* **WHAT THIS TASK INVOLVES**:
Take the entries below and print only the lines from the one with "ElementHandle::new(state.nodes.len() as u64)" through the one with "state.redirect_to = Some(to.to_string());", exactly as they stand, both ends included.

* **DATA SUPPLIED**:

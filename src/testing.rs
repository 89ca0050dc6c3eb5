//! 单元测试用的内存页面与协作方
//!
//! `FakePage` 用一组带"匹配键"的节点模拟 DOM：节点的键就是能找到它的
//! CSS/XPath 表达式原文。节点可以归属某个"画面"（表单的某一步），
//! 点击可以切换画面，从而脚本化整个多步表单。

use std::collections::HashMap;
use std::path::{Path, PathBuf};
use std::sync::atomic::{AtomicUsize, Ordering};
use std::sync::Mutex;
use std::time::Duration;

use anyhow::{anyhow, bail, Result};
use async_trait::async_trait;

use crate::infrastructure::{ElementHandle, Matcher, PageDriver};
use crate::models::{normalize_question, Job, QuestionKind};
use crate::services::collaborators::{
    ArtifactGenerator, GenerationError, QuestionAnswerer, ResolvedAnswer, UploadPurpose,
};
use crate::services::llm_service::classify_upload_label;

/// 点击节点的副作用
#[derive(Debug, Clone, Copy, PartialEq, Eq)]
pub enum ClickEffect {
    None,
    /// 切换到指定画面
    ShowScreen(usize),
    /// 点击失败
    Fail,
}

#[derive(Debug, Clone)]
pub struct FakeNode {
    keys: Vec<String>,
    parent: Option<ElementHandle>,
    text: String,
    attrs: HashMap<String, String>,
    visible: bool,
    clickable: bool,
    screen: Option<usize>,
    after_reloads: usize,
    on_click: ClickEffect,
}

impl FakeNode {
    pub fn new(key: &str) -> Self {
        Self {
            keys: vec![key.to_string()],
            parent: None,
            text: String::new(),
            attrs: HashMap::new(),
            visible: true,
            clickable: true,
            screen: None,
            after_reloads: 0,
            on_click: ClickEffect::None,
        }
    }

    pub fn text(mut self, text: &str) -> Self {
        self.text = text.to_string();
        self
    }

    pub fn attr(mut self, name: &str, value: &str) -> Self {
        self.attrs.insert(name.to_string(), value.to_string());
        self
    }

    pub fn child_of(mut self, parent: ElementHandle) -> Self {
        self.parent = Some(parent);
        self
    }

    pub fn hidden(mut self) -> Self {
        self.visible = false;
        self
    }

    pub fn disabled(mut self) -> Self {
        self.clickable = false;
        self
    }

    /// 只在指定画面存在
    pub fn on_screen(mut self, screen: usize) -> Self {
        self.screen = Some(screen);
        self
    }

    /// 刷新一次后才渲染
    pub fn appears_after_reload(mut self) -> Self {
        self.after_reloads = 1;
        self
    }

    pub fn on_click(mut self, effect: ClickEffect) -> Self {
        self.on_click = effect;
        self
    }
}

#[derive(Debug, Default)]
struct FakeState {
    url: String,
    source: String,
    nodes: Vec<FakeNode>,
    screen: usize,
    reloads: usize,
    redirect_to: Option<String>,
    redirects_left: usize,
    url_reads: usize,
    redirect_on_read: Option<(usize, String)>,
    /// 每次导航或刷新加一，之前查到的句柄随之失效
    generation: usize,
    issued: HashMap<ElementHandle, usize>,
    navigations: Vec<String>,
    clicks: Vec<ElementHandle>,
    typed: Vec<(ElementHandle, String)>,
    selected: Vec<(ElementHandle, String)>,
    files: Vec<(ElementHandle, PathBuf)>,
    revealed: Vec<ElementHandle>,
    scrolls: Vec<u64>,
    blurs: usize,
}

impl FakeState {
    fn index(handle: ElementHandle) -> usize {
        (handle.id() - 1) as usize
    }

    fn node(&self, handle: ElementHandle) -> Result<&FakeNode> {
        self.nodes
            .get(Self::index(handle))
            .ok_or_else(|| anyhow!("未知元素句柄 {}", handle.id()))
    }

    fn is_present(&self, index: usize) -> bool {
        let node = &self.nodes[index];
        node.screen.map_or(true, |s| s == self.screen) && self.reloads >= node.after_reloads
    }

    fn live(&self, handle: ElementHandle) -> Result<&FakeNode> {
        let node = self.node(handle)?;
        if !self.is_present(Self::index(handle)) {
            bail!("元素已失效: {}", handle.id());
        }
        if let Some(&generation) = self.issued.get(&handle) {
            if generation != self.generation {
                bail!("元素句柄来自旧页面: {}", handle.id());
            }
        }
        Ok(node)
    }

    fn next_generation(&mut self) {
        self.generation += 1;
        self.screen = 0;
    }

    fn is_descendant(&self, index: usize, ancestor: ElementHandle) -> bool {
        let mut current = self.nodes[index].parent;
        while let Some(parent) = current {
            if parent == ancestor {
                return true;
            }
            current = self.nodes.get(Self::index(parent)).and_then(|n| n.parent);
        }
        false
    }
}

/// 脚本化的内存页面
#[derive(Debug, Default)]
pub struct FakePage {
    state: Mutex<FakeState>,
}

impl FakePage {
    pub fn new(url: &str) -> Self {
        Self {
            state: Mutex::new(FakeState {
                url: url.to_string(),
                source: "<html></html>".to_string(),
                ..Default::default()
            }),
        }
    }

    /// 添加节点；未指定画面的子节点继承父节点的画面
    pub fn add(&self, mut node: FakeNode) -> ElementHandle {
        let mut state = self.state.lock().unwrap();
        if node.screen.is_none() {
            if let Some(parent) = node.parent {
                node.screen = state.nodes[FakeState::index(parent)].screen;
            }
        }
        state.nodes.push(node);
        ElementHandle::new(state.nodes.len() as u64)
    }

    pub fn set_source(&self, source: &str) {
        self.state.lock().unwrap().source = source.to_string();
    }

    /// 接下来 `times` 次导航都落到 `to`
    pub fn redirect_navigations(&self, to: &str, times: usize) {
        let mut state = self.state.lock().unwrap();
        state.redirect_to = Some(to.to_string());
        state.redirects_left = times;
    }

    /// 第 `nth` 次读取地址时页面跳到 `to`（不经过导航）
    pub fn redirect_on_url_read(&self, nth: usize, to: &str) {
        self.state.lock().unwrap().redirect_on_read = Some((nth, to.to_string()));
    }

    pub fn current_url_now(&self) -> String {
        self.state.lock().unwrap().url.clone()
    }

    pub fn screen(&self) -> usize {
        self.state.lock().unwrap().screen
    }

    pub fn reloads(&self) -> usize {
        self.state.lock().unwrap().reloads
    }

    pub fn navigations(&self) -> Vec<String> {
        self.state.lock().unwrap().navigations.clone()
    }

    pub fn clicks(&self) -> Vec<ElementHandle> {
        self.state.lock().unwrap().clicks.clone()
    }

    pub fn clicks_on(&self, handle: ElementHandle) -> usize {
        self.clicks().into_iter().filter(|h| *h == handle).count()
    }

    pub fn typed(&self) -> Vec<(ElementHandle, String)> {
        self.state.lock().unwrap().typed.clone()
    }

    pub fn selected(&self) -> Vec<(ElementHandle, String)> {
        self.state.lock().unwrap().selected.clone()
    }

    pub fn files(&self) -> Vec<(ElementHandle, PathBuf)> {
        self.state.lock().unwrap().files.clone()
    }

    pub fn revealed(&self) -> Vec<ElementHandle> {
        self.state.lock().unwrap().revealed.clone()
    }

    pub fn scrolls(&self) -> Vec<u64> {
        self.state.lock().unwrap().scrolls.clone()
    }

    pub fn blurs(&self) -> usize {
        self.state.lock().unwrap().blurs
    }
}

#[async_trait]
impl PageDriver for FakePage {
    async fn navigate(&self, url: &str) -> Result<()> {
        let mut state = self.state.lock().unwrap();
        state.navigations.push(url.to_string());
        state.next_generation();
        if state.redirects_left > 0 {
            state.redirects_left -= 1;
            state.url = state.redirect_to.clone().unwrap_or_default();
        } else {
            state.url = url.to_string();
        }
        Ok(())
    }

    async fn current_url(&self) -> Result<String> {
        let mut state = self.state.lock().unwrap();
        state.url_reads += 1;
        let reads = state.url_reads;
        if let Some((nth, to)) = state.redirect_on_read.clone() {
            if nth == reads {
                state.url = to;
                state.next_generation();
            }
        }
        Ok(state.url.clone())
    }

    async fn reload(&self) -> Result<()> {
        let mut state = self.state.lock().unwrap();
        state.reloads += 1;
        state.next_generation();
        Ok(())
    }

    async fn page_source(&self) -> Result<String> {
        Ok(self.state.lock().unwrap().source.clone())
    }

    async fn find_all(
        &self,
        scope: Option<ElementHandle>,
        matcher: &Matcher,
    ) -> Result<Vec<ElementHandle>> {
        let mut state = self.state.lock().unwrap();
        if let Some(scope) = scope {
            state.live(scope)?;
        }
        let key = matcher.expression();
        let found: Vec<ElementHandle> = state
            .nodes
            .iter()
            .enumerate()
            .filter(|(i, node)| {
                node.keys.iter().any(|k| k == key)
                    && state.is_present(*i)
                    && scope.map_or(true, |s| state.is_descendant(*i, s))
            })
            .map(|(i, _)| ElementHandle::new(i as u64 + 1))
            .collect();
        let generation = state.generation;
        for handle in &found {
            state.issued.insert(*handle, generation);
        }
        Ok(found)
    }

    async fn parent(&self, element: ElementHandle) -> Result<Option<ElementHandle>> {
        Ok(self.state.lock().unwrap().live(element)?.parent)
    }

    async fn is_visible(&self, element: ElementHandle) -> Result<bool> {
        Ok(self.state.lock().unwrap().live(element)?.visible)
    }

    async fn is_clickable(&self, element: ElementHandle) -> Result<bool> {
        let state = self.state.lock().unwrap();
        let node = state.live(element)?;
        Ok(node.visible && node.clickable)
    }

    async fn click(&self, element: ElementHandle) -> Result<()> {
        let mut state = self.state.lock().unwrap();
        let effect = state.live(element)?.on_click;
        state.clicks.push(element);
        match effect {
            ClickEffect::None => Ok(()),
            ClickEffect::ShowScreen(screen) => {
                state.screen = screen;
                Ok(())
            }
            ClickEffect::Fail => bail!("点击被拦截"),
        }
    }

    async fn type_text(&self, element: ElementHandle, text: &str) -> Result<()> {
        let mut state = self.state.lock().unwrap();
        state.live(element)?;
        state.typed.push((element, text.to_string()));
        Ok(())
    }

    async fn select_option(&self, element: ElementHandle, option_text: &str) -> Result<()> {
        let mut state = self.state.lock().unwrap();
        state.live(element)?;
        state.selected.push((element, option_text.to_string()));
        Ok(())
    }

    async fn text(&self, element: ElementHandle) -> Result<String> {
        Ok(self.state.lock().unwrap().live(element)?.text.clone())
    }

    async fn attribute(&self, element: ElementHandle, name: &str) -> Result<Option<String>> {
        Ok(self
            .state
            .lock()
            .unwrap()
            .live(element)?
            .attrs
            .get(name)
            .cloned())
    }

    async fn set_file(&self, element: ElementHandle, path: &Path) -> Result<()> {
        let mut state = self.state.lock().unwrap();
        state.live(element)?;
        state.files.push((element, path.to_path_buf()));
        Ok(())
    }

    async fn reveal(&self, element: ElementHandle) -> Result<()> {
        let mut state = self.state.lock().unwrap();
        state.live(element)?;
        state.nodes[FakeState::index(element)].visible = true;
        state.revealed.push(element);
        Ok(())
    }

    async fn blur_active(&self) -> Result<()> {
        self.state.lock().unwrap().blurs += 1;
        Ok(())
    }

    async fn scroll_height(&self) -> Result<u64> {
        Ok(900)
    }

    async fn scroll_to(&self, y: u64) -> Result<()> {
        self.state.lock().unwrap().scrolls.push(y);
        Ok(())
    }
}

/// 固定答案的回答方，记录每次被询问的问题
#[derive(Debug, Default)]
pub struct FakeAnswerer {
    answers: HashMap<String, ResolvedAnswer>,
    asked: Mutex<Vec<String>>,
    job_title: Mutex<Option<String>>,
}

impl FakeAnswerer {
    pub fn new() -> Self {
        Self::default()
    }

    pub fn answer(mut self, question: &str, answer: &str) -> Self {
        self.answers
            .insert(normalize_question(question), ResolvedAnswer::answered(answer));
        self
    }

    /// 只用于本次填写、不应写入答案库的答案
    pub fn one_off(mut self, question: &str, answer: &str) -> Self {
        self.answers
            .insert(normalize_question(question), ResolvedAnswer::one_off(answer));
        self
    }

    pub fn asked(&self) -> Vec<String> {
        self.asked.lock().unwrap().clone()
    }

    pub fn job_title(&self) -> Option<String> {
        self.job_title.lock().unwrap().clone()
    }
}

#[async_trait]
impl QuestionAnswerer for FakeAnswerer {
    async fn set_job(&self, job: &Job) {
        *self.job_title.lock().unwrap() = Some(job.title.clone());
    }

    async fn classify_upload_purpose(&self, label: &str) -> Result<UploadPurpose> {
        Ok(classify_upload_label(label))
    }

    async fn resolve_answer(
        &self,
        question: &str,
        kind: QuestionKind,
        options: &[String],
    ) -> Result<ResolvedAnswer> {
        self.asked.lock().unwrap().push(question.to_string());
        if let Some(answer) = self.answers.get(&normalize_question(question)) {
            return Ok(answer.clone());
        }
        Ok(match kind {
            QuestionKind::Choice => ResolvedAnswer::answered(
                options
                    .first()
                    .cloned()
                    .ok_or_else(|| anyhow!("没有可选项"))?,
            ),
            QuestionKind::Numeric => ResolvedAnswer::answered("3"),
            QuestionKind::Date => ResolvedAnswer::one_off("01/15/2025"),
            QuestionKind::Text => ResolvedAnswer::answered("Happy to discuss."),
        })
    }
}

/// 生成固定大小文档的生成器，可以先返回若干次限流
#[derive(Debug)]
pub struct FakeGenerator {
    size: usize,
    rate_limits_left: AtomicUsize,
    calls: AtomicUsize,
}

impl FakeGenerator {
    pub fn new(size: usize) -> Self {
        Self {
            size,
            rate_limits_left: AtomicUsize::new(0),
            calls: AtomicUsize::new(0),
        }
    }

    pub fn rate_limited_times(self, times: usize) -> Self {
        self.rate_limits_left.store(times, Ordering::SeqCst);
        self
    }

    pub fn calls(&self) -> usize {
        self.calls.load(Ordering::SeqCst)
    }

    fn produce(&self) -> Result<Vec<u8>, GenerationError> {
        self.calls.fetch_add(1, Ordering::SeqCst);
        let limited = self
            .rate_limits_left
            .fetch_update(Ordering::SeqCst, Ordering::SeqCst, |n| n.checked_sub(1))
            .is_ok();
        if limited {
            return Err(GenerationError::RateLimited {
                retry_after: Duration::from_millis(1),
            });
        }
        Ok(vec![b'%'; self.size])
    }
}

#[async_trait]
impl ArtifactGenerator for FakeGenerator {
    async fn generate_resume(&self, _job_description: &str) -> Result<Vec<u8>, GenerationError> {
        self.produce()
    }

    async fn generate_cover_letter(
        &self,
        _job_description: &str,
    ) -> Result<Vec<u8>, GenerationError> {
        self.produce()
    }
}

* **EXERCISE RESPONSE**:
        ElementHandle::new(state.nodes.len() as u64)
    }

    pub fn set_source(&self, source: &str) {
        self.state.lock().unwrap().source = source.to_string();
    }

    /// 接下来 `times` 次导航都落到 `to`
    pub fn redirect_navigations(&self, to: &str, times: usize) {
        let mut state = self.state.lock().unwrap();
        state.redirect_to = Some(to.to_string());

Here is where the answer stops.